|Problems? Is your data what you think it is?|
Pmdev documentationby ELISHEVA (Prior)
|on Aug 05, 2009 at 06:10 UTC||Need Help??|
ELISHEVA has raised the following topic:
Recently I compiled an annotated list of all of the database tables used by the PerlMonks website (see PerlMonks Data Model). bobf has expressed an interest in collaborating on it with me and I think that is a wonderful idea. In fact, we'd like it if we had an entire collection of pages that pmdev's could add remove, and edit as a group without godly intervention.
As anyone who checks the data model on my extra scratchpad will note, it is nearly at the 64K limit and there is still much information to add. It badly needs to be broken up into subsections, each with their own page. And of course those pages need to be communally edited.
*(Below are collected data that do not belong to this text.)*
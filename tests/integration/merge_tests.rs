//! Integration tests for `configforge merge`.

use predicates::prelude::*;

use crate::integration::fixtures::{create_conflict_project, create_project};

// ==================== Conflict Resolution ====================

#[test]
fn test_prompt_use_new_value() {
    let project = create_conflict_project();

    project
        .cmd()
        .args(["merge", "A.env", "B.env"])
        .write_stdin("2\n")
        .assert()
        .success()
        .stdout(predicate::str::contains("Successfully merged 2 file(s) → .env.merged"))
        .stdout(predicate::str::contains("[!] Found 1 variable conflict(s):"))
        .stdout(predicate::str::contains("PORT: \"3000\" → \"4000\" (from B.env)"))
        .stderr(predicate::str::contains("Conflict detected for \"PORT\""))
        .stderr(predicate::str::contains("1) Keep existing value: 3000"))
        .stderr(predicate::str::contains("2) Use new value: 4000"));

    assert_eq!(
        project.read(".env.merged"),
        "PORT=4000\nHOST=localhost\nDEBUG=true\n"
    );
}

#[test]
fn test_prompt_keep_existing_value() {
    let project = create_conflict_project();

    project
        .cmd()
        .args(["merge", "A.env", "B.env"])
        .write_stdin("1\n")
        .assert()
        .success();

    assert_eq!(
        project.read(".env.merged"),
        "PORT=3000\nHOST=localhost\nDEBUG=true\n"
    );
}

#[test]
fn test_prompt_reasks_on_invalid_choice() {
    let project = create_conflict_project();

    project
        .cmd()
        .args(["merge", "A.env", "B.env"])
        .write_stdin("7\nabc\n2\n")
        .assert()
        .success()
        .stderr(predicate::str::contains("Please enter a number between 1 and 2."));

    assert!(project.read(".env.merged").starts_with("PORT=4000\n"));
}

#[test]
fn test_closed_stdin_aborts_without_output() {
    let project = create_conflict_project();

    project
        .cmd()
        .args(["merge", "A.env", "B.env"])
        .write_stdin("")
        .assert()
        .code(1)
        .stderr(predicate::str::contains("Prompt failed"));

    assert!(!project.exists(".env.merged"));
}

#[test]
fn test_policy_flag_skips_prompt() {
    let project = create_conflict_project();

    project
        .cmd()
        .args(["merge", "A.env", "B.env", "--on-conflict", "use-new"])
        .assert()
        .success()
        .stderr(predicate::str::contains("Conflict detected").not());

    assert!(project.read(".env.merged").starts_with("PORT=4000\n"));
}

#[test]
fn test_fail_policy_exit_code() {
    let project = create_conflict_project();

    project
        .cmd()
        .args(["merge", "A.env", "B.env", "--on-conflict", "fail"])
        .assert()
        .code(4)
        .stderr(predicate::str::contains("Conflict for \"PORT\""));

    assert!(!project.exists(".env.merged"));
}

#[test]
fn test_identical_values_are_not_conflicts() {
    let project = create_project(&[("A.env", "PORT=3000\n"), ("B.env", "PORT=3000\nX=1\n")]);

    project
        .cmd()
        .args(["merge", "A.env", "B.env"])
        .write_stdin("")
        .assert()
        .success()
        .stdout(predicate::str::contains("conflict").not());

    assert_eq!(project.read(".env.merged"), "PORT=3000\nX=1\n");
}

// ==================== Missing Input ====================

#[test]
fn test_missing_file_aborts_without_output() {
    let project = create_conflict_project();

    project
        .cmd()
        .args(["merge", "A.env", "B.env", "C.env"])
        .write_stdin("2\n")
        .assert()
        .code(2)
        .stderr(predicate::str::contains("File not found"))
        .stderr(predicate::str::contains("C.env"));

    assert!(!project.exists(".env.merged"));
}

// ==================== Output File ====================

#[test]
fn test_custom_output_and_separator() {
    let project = create_project(&[("a.env", "A=1\n"), ("b.env", "B=2\n")]);

    project
        .cmd()
        .args(["merge", "a.env", "b.env", "-o", "out.env", "-s", "# ---"])
        .assert()
        .success()
        .stdout(predicate::str::contains("→ out.env"));

    assert_eq!(project.read("out.env"), "A=1\n# ---\nB=2\n# ---\n");
    assert!(!project.exists(".env.merged"));
}

#[test]
fn test_unwritable_output_is_a_general_error() {
    let project = create_project(&[("a.env", "A=1\n")]);

    project
        .cmd()
        .args(["merge", "a.env", "-o", "missing_dir/out.env"])
        .assert()
        .code(1)
        .stderr(predicate::str::contains("Failed to write"))
        .stderr(predicate::str::contains("File not found").not());
}

#[test]
fn test_separator_that_parses_as_pair_is_rejected() {
    let project = create_project(&[("a.env", "A=1\n")]);

    project
        .cmd()
        .args(["merge", "a.env", "-s", "SEP=1"])
        .assert()
        .code(5)
        .stderr(predicate::str::contains("Invalid separator"));

    assert!(!project.exists(".env.merged"));
}

#[test]
fn test_existing_output_declined() {
    let project = create_project(&[("a.env", "A=1\n"), (".env.merged", "OLD=1\n")]);

    project
        .cmd()
        .args(["merge", "a.env"])
        .write_stdin("n\n")
        .assert()
        .success()
        .stdout(predicate::str::contains("exists and will be overwritten"))
        .stderr(predicate::str::contains("Merging cancelled by user."));

    assert_eq!(project.read(".env.merged"), "OLD=1\n");
}

#[test]
fn test_existing_output_default_answer_is_no() {
    let project = create_project(&[("a.env", "A=1\n"), (".env.merged", "OLD=1\n")]);

    project
        .cmd()
        .args(["merge", "a.env"])
        .write_stdin("\n")
        .assert()
        .success();

    assert_eq!(project.read(".env.merged"), "OLD=1\n");
}

#[test]
fn test_existing_output_confirmed() {
    let project = create_project(&[("a.env", "A=1\n"), (".env.merged", "OLD=1\n")]);

    project
        .cmd()
        .args(["merge", "a.env"])
        .write_stdin("y\n")
        .assert()
        .success();

    assert_eq!(project.read(".env.merged"), "A=1\n");
}

#[test]
fn test_yes_flag_overwrites_without_asking() {
    let project = create_project(&[("a.env", "A=1\n"), (".env.merged", "OLD=1\n")]);

    project
        .cmd()
        .args(["merge", "a.env", "--yes"])
        .assert()
        .success()
        .stderr(predicate::str::contains("Continue merging?").not());

    assert_eq!(project.read(".env.merged"), "A=1\n");
}

// ==================== Merge Properties ====================

#[test]
fn test_remerging_output_is_idempotent() {
    let project = create_conflict_project();

    project
        .cmd()
        .args(["merge", "A.env", "B.env", "--on-conflict", "use-new", "-s", "#"])
        .assert()
        .success();
    let first = project.read(".env.merged");

    project
        .cmd()
        .args(["merge", ".env.merged", "-o", "again.env", "-s", "#"])
        .assert()
        .success();

    assert_eq!(project.read("again.env"), first);
}

#[test]
fn test_comments_blank_lines_and_empty_values() {
    let project = create_project(&[
        ("a.env", "# header\n\n  URL = http://x/?a=b  \r\nEMPTY=\nFLAG\n"),
        ("b.env", "# only a comment\n"),
    ]);

    project
        .cmd()
        .args(["merge", "a.env", "b.env"])
        .assert()
        .success()
        .stdout(predicate::str::contains("Successfully merged 2 file(s)"));

    assert_eq!(project.read(".env.merged"), "URL=http://x/?a=b\n");
}

#[test]
fn test_empty_inputs_write_single_newline() {
    let project = create_project(&[("empty.env", "")]);

    project.cmd().args(["merge", "empty.env"]).assert().success();

    assert_eq!(project.read(".env.merged"), "\n");
}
It would be even better if (a) we could see an edit history of all edits with undo, redo ability (b) we could assign pages to multiple categories and have category lists auto-generated (a la mediawiki). We have found both those features extremely useful on large collaborative documentation projects (including the mediawiki documentation itself!).
A collaborative environment for pmdev documentation could also be used for much more than just the annotated data model on my extra scratchpad. The documentation for pmdev is scattered in many places, including the wayback machine. A collaborative documentation environment would let us consolidate the existing documentation into an internally consistent corpus and make it easier to keep it up to date.
The ideal environment for collaborative pmdev documentation may require some work. In the meantime, bobf and I are eager to get to work and we already have some things that come pretty close to what we need. As an initial first step, we were wondering if we could copy the infrastructure used by SiteDocClan to create a set of internal pmdev documentation parallel to the public site documentation?
This would involve creating the following new nodetypes:
Using existing infrastructure also has another advantage. As we begin working on documentation together, our ideas about what we really need will take a firmer form. Once we have more experience working together, we can reopen the issue and discuss requirements with more clarity.